| Work task |
Look through the material below and return every line that contains "Some".

| Material for this task |
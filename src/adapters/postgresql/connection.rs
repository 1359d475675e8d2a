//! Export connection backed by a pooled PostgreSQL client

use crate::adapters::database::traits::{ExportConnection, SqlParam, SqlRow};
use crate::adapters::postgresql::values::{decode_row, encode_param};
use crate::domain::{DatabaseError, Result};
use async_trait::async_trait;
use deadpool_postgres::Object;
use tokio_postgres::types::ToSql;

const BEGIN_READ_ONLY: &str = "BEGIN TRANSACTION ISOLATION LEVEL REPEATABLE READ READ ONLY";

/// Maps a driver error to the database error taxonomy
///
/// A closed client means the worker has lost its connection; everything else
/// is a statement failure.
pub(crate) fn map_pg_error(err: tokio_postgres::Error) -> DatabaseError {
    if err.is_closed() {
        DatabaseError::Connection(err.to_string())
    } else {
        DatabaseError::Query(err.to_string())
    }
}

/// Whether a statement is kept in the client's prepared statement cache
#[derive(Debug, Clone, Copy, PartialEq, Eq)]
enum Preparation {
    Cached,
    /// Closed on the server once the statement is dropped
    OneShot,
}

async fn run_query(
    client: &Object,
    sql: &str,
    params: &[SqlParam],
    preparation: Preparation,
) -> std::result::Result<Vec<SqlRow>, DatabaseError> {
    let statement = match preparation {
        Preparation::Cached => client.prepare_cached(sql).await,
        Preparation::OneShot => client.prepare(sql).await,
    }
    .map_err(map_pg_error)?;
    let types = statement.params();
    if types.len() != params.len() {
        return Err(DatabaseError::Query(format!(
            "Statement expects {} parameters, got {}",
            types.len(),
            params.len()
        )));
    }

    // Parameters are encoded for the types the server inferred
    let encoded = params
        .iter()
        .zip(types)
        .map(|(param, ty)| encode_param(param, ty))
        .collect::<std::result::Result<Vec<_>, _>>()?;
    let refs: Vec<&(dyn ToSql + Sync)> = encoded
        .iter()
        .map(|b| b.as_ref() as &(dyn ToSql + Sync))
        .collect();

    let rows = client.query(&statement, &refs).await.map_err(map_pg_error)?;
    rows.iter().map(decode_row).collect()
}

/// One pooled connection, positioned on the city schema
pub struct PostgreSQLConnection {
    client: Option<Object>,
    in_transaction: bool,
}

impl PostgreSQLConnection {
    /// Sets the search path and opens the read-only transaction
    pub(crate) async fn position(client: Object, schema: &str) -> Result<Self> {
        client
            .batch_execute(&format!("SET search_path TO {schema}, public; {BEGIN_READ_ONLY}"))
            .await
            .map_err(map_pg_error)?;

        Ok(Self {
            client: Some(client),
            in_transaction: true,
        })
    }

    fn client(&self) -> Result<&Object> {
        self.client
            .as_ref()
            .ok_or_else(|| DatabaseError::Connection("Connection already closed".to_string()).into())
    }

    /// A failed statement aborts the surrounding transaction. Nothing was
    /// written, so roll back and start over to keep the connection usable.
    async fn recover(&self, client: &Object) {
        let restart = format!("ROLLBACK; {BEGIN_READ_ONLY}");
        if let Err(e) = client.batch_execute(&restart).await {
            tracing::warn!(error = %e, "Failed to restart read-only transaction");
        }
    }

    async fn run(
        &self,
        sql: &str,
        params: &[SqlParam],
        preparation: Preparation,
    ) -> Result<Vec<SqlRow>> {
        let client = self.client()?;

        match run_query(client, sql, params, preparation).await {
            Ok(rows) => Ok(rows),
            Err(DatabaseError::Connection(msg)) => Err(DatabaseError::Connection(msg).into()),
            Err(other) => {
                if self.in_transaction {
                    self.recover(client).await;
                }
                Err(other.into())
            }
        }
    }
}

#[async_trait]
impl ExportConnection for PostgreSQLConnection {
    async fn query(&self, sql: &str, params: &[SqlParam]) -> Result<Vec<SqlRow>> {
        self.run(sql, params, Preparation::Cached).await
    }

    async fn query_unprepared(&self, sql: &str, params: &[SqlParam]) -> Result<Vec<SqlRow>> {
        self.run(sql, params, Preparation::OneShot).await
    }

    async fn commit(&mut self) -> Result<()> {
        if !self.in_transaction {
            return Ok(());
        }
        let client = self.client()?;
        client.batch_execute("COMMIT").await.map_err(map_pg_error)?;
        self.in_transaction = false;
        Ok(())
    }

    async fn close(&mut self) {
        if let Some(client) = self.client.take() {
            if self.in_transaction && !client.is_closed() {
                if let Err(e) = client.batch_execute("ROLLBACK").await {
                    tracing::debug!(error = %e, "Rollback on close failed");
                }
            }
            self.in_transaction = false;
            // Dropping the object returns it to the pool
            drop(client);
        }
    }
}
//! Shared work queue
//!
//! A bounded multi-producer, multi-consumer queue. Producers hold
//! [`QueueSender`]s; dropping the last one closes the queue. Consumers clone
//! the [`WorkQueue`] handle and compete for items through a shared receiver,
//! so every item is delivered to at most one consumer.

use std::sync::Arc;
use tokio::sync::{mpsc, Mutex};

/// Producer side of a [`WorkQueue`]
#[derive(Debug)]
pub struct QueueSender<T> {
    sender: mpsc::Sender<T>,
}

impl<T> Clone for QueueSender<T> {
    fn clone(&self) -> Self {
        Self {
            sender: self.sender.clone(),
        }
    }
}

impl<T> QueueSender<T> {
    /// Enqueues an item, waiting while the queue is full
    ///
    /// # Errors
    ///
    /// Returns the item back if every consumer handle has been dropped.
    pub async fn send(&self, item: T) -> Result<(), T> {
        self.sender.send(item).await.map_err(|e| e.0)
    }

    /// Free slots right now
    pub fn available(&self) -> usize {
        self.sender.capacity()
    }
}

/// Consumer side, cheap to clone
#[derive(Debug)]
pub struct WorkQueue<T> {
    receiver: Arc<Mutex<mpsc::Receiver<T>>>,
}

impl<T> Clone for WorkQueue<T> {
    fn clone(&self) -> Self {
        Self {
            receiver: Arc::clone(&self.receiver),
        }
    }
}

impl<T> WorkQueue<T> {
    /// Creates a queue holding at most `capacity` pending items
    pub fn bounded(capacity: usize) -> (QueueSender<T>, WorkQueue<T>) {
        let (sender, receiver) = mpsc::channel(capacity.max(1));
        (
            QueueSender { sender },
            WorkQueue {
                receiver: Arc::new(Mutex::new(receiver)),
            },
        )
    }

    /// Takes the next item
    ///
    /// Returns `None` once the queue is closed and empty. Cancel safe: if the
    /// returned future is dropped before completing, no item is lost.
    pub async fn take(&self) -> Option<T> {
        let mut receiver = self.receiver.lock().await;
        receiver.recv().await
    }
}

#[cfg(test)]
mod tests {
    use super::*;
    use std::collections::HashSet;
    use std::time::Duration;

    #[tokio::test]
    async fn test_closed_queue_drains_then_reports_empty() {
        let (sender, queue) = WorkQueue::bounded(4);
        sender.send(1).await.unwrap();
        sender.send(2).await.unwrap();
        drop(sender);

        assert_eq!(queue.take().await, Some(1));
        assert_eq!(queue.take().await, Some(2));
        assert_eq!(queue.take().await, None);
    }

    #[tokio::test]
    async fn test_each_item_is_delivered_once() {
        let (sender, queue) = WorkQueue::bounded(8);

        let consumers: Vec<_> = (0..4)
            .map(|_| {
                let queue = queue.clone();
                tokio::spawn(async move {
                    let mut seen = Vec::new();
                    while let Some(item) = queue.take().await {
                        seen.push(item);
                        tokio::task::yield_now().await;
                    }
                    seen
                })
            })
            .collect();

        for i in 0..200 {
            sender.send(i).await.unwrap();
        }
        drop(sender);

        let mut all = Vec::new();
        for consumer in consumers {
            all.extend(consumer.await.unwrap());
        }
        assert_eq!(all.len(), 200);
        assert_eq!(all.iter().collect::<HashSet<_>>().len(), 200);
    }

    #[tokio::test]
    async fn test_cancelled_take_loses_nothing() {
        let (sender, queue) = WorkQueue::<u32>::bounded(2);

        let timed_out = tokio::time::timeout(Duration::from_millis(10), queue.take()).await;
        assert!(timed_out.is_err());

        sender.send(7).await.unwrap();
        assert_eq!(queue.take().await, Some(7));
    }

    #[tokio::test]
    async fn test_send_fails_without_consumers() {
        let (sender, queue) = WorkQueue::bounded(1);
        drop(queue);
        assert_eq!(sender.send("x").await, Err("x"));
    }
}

| Result of the exercise |
            client: Some(client),
        if let Some(client) = self.client.take() {
        assert_eq!(queue.take().await, Some(1));
        assert_eq!(queue.take().await, Some(2));
                    while let Some(item) = queue.take().await {
        assert_eq!(queue.take().await, Some(7));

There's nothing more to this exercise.